Bipolare Störung als Angehöriger erkennen

Wie kann ich als Angehöriger eine bipolare Störung erkennen?

Vater fragt sich, ob seine Tochter eine bipolare Störung haben könnte

Eine bipolare Störung beginnt häufig
mit depressiven Symptomen

Ihr Angehöriger ist ungewöhnlich gereizt und streitet oft? Er tut Dinge, die für ihn untypisch sind, ist leichtsinnig oder besonders ängstlich? Oder hat er ein gesteigertes Redebedürfnis und ist geselliger als sonst? Es gibt verschiedene Anzeichen oder Symptome, die frühzeitig auf eine bipolare Störung hindeuten können.

Keines dieser Symptome bedeutet für sich genommen, dass Ihr Familienmitglied, Freund oder Partner an einer bipolaren Störung erkrankt ist. Bemerken Sie jedoch mehrere Symptome gleichzeitig oder stellen Sie dramatische Schwankungen des Befindens fest, sollten Sie mit Ihrem Angehörigen über Ihren Verdacht sprechen beziehungsweise fachlichen Rat einholen.

Frühsymptome einer bipolaren Störung

Jeder fühlt sich mal niedergeschlagen oder lustlos. Doch dies ist noch kein Grund, um sich Sorgen zu machen. Erst wenn depressive Symptome über eine längere Zeit anhalten, könnte es sich um eine beginnende bipolare Störung handeln. Mediziner wissen, dass in 60 bis 70 Prozent der Fälle die bipolare Störung mit einer depressiven Episode beginnt1. Im Unterschied zur unipolaren (einseitigen) Depression leiden die Betroffenen häufiger unter Energielosigkeit, vermehrtem Schlafbedürfnis und gesteigertem Appetit.

Viele Betroffene spüren schon in einer sehr frühen Phase – noch bevor eindeutige Krankheitszeichen für eine Depression oder Manie vorliegen –, dass eine Veränderung in ihnen vorgeht.
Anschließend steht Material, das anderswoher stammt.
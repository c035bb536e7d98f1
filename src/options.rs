//! The ordered set of time controls offered during setup.

use crate::types::{ConfigError, Direction, TimeOption};
use heapless::Vec;

/// Number of options in the standard set.
pub const DEFAULT_OPTION_COUNT: usize = 4;

/// 2, 10, 30 and 60 minutes.
pub const DEFAULT_OPTIONS: [TimeOption; DEFAULT_OPTION_COUNT] = [
    TimeOption::from_secs(120),
    TimeOption::from_secs(600),
    TimeOption::from_secs(1800),
    TimeOption::from_secs(3600),
];

/// Index of the option selected at power-on (10 minutes).
pub const DEFAULT_OPTION_INDEX: usize = 1;

/// A validated, non-empty set of time options with a selection cursor.
///
/// # Type Parameters
/// * `N` - Maximum number of options this set can hold
#[derive(Debug, Clone)]
pub struct TimeOptions<const N: usize> {
    options: Vec<TimeOption, N>,
    selected: usize,
}

impl<const N: usize> TimeOptions<N> {
    /// Creates a new option set builder.
    pub fn builder() -> TimeOptionsBuilder<N> {
        TimeOptionsBuilder::new()
    }

    /// Returns the currently selected option.
    pub fn selected(&self) -> TimeOption {
        self.options[self.selected]
    }

    /// Returns the index of the currently selected option.
    pub fn selected_index(&self) -> usize {
        self.selected
    }

    /// Moves the cursor one step, wrapping at either end.
    pub fn select(&mut self, direction: Direction) -> TimeOption {
        let len = self.options.len();
        self.selected = match direction {
            Direction::Next => (self.selected + 1) % len,
            Direction::Previous => (self.selected + len - 1) % len,
        };
        self.selected()
    }

    /// Returns all options in order.
    pub fn as_slice(&self) -> &[TimeOption] {
        &self.options
    }

    /// Returns the number of options.
    pub fn len(&self) -> usize {
        self.options.len()
    }

    /// Always false; a built set holds at least one option.
    pub fn is_empty(&self) -> bool {
        self.options.is_empty()
    }
}

impl Default for TimeOptions<DEFAULT_OPTION_COUNT> {
    fn default() -> Self {
        Self {
            options: Vec::from_iter(DEFAULT_OPTIONS),
            selected: DEFAULT_OPTION_INDEX,
        }
    }
}

/// Builder for constructing validated option sets.
#[derive(Debug)]
pub struct TimeOptionsBuilder<const N: usize> {
    options: Vec<TimeOption, N>,
    default_index: usize,
}

impl<const N: usize> TimeOptionsBuilder<N> {
    /// Creates a new empty builder. The default index starts at 0.
    pub fn new() -> Self {
        Self {
            options: Vec::new(),
            default_index: 0,
        }
    }

    /// Appends an option.
    ///
    /// # Errors
    /// * `CapacityExceeded` - More than `N` options were added
    pub fn option(mut self, option: TimeOption) -> Result<Self, ConfigError> {
        self.options
            .push(option)
            .map_err(|_| ConfigError::CapacityExceeded)?;
        Ok(self)
    }

    /// Sets which option is selected when the engine powers on.
    pub fn default_index(mut self, index: usize) -> Self {
        self.default_index = index;
        self
    }

    /// Builds and validates the option set.
    ///
    /// # Errors
    /// * `NoOptions` - No options were added
    /// * `ZeroDurationOption` - An option is zero seconds long
    /// * `OptionTooLong` - An option is longer than 99:59
    /// * `DefaultIndexOutOfRange` - The default index names no option
    pub fn build(self) -> Result<TimeOptions<N>, ConfigError> {
        if self.options.is_empty() {
            return Err(ConfigError::NoOptions);
        }

        if self.options.iter().any(|option| option.as_secs() == 0) {
            return Err(ConfigError::ZeroDurationOption);
        }

        if let Some(option) = self
            .options
            .iter()
            .find(|option| option.as_secs() > TimeOption::MAX_SECS)
        {
            return Err(ConfigError::OptionTooLong {
                secs: option.as_secs(),
            });
        }

        if self.default_index >= self.options.len() {
            return Err(ConfigError::DefaultIndexOutOfRange {
                index: self.default_index,
                len: self.options.len(),
            });
        }

        Ok(TimeOptions {
            options: self.options,
            selected: self.default_index,
        })
    }
}

impl<const N: usize> Default for TimeOptionsBuilder<N> {
    fn default() -> Self {
        Self::new()
    }
}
Die in dieser Phase auftretenden Symptome bezeichnet man als Frühsymptome. Die folgende Liste mit Frühsymptomen kann Ihnen helfen, eine beginnende bipolare Störung zu erkennen. Sie ersetzt jedoch keine ärztliche Untersuchung.

Mögliche Frühsymptome

Depressive Episode

  • Verminderter Antrieb, Lustlosigkeit
  • Gedrückte Stimmung, vermehrtes Grübeln
  • Müdigkeit und Energielosigkeit
  • Konzentrationsschwierigkeiten
  • Körperliche Beschwerden (zum Beispiel Kopf-, Rücken- oder Magenschmerzen)
  • Verringertes sexuelles Interesse
  • Ängstlichkeit, Nervosität
  • Gefühl der Überforderung, Erschöpfungsgefühl
  • Verringerte Belastbarkeit
  • Innere Anspannung und Reizbarkeit
  • Vermehrtes Schlafbedürfnis, Schlafstörungen
  • Vermindertes Selbstvertrauen, Selbstzweifel
  • Appetitlosigkeit oder gesteigerter Appetit

Manische Episode

  • Vermehrte Aktivität und Energie
  • Hochstimmung, unbegründete gute Laune
  • Erhöhte Leistungsfähigkeit und Kreativität
  • Sprunghaftigkeit, viele neue Ideen
  • Körperliche Unruhe und Bewegungsdrang
  • Gesteigertes sexuelles Interesse
  • Stärkere Kontaktbereitschaft, Enthemmung
  • Reduziertes Urteilsvermögen
  • Gesteigertes Redebedürfnis
  • Gereiztheit und Ungeduld
  • Vermindertes Schlaf- und Erholungsbedürfnis
  • Übersteigertes Selbstwertgefühl
  • Tollkühnes oder rücksichtsloses Verhalten

Treten manische und depressive Symptome gleichzeitig oder im kurzen Wechsel auf, spricht man von einer gemischten Episode. Zum Beispiel reden die Betroffenen viel, sind überaktiv und reizbar, gleichzeitig sind sie bedrückt und haben Selbstzweifel. So ein Verhalten macht es für Sie als Angehörigen besonders schwer, eine bipolare Störung zu erkennen und angemessen mit ihr umzugehen.

Wenn Sie die Situation sehr belastet, sollten Sie mit Ihrem Angehörigen darüber reden. Bieten Sie Ihre Unterstützung an und suchen Sie professionellen Rat. Denn die medizinische Diagnose kann nur ein Arzt stellen.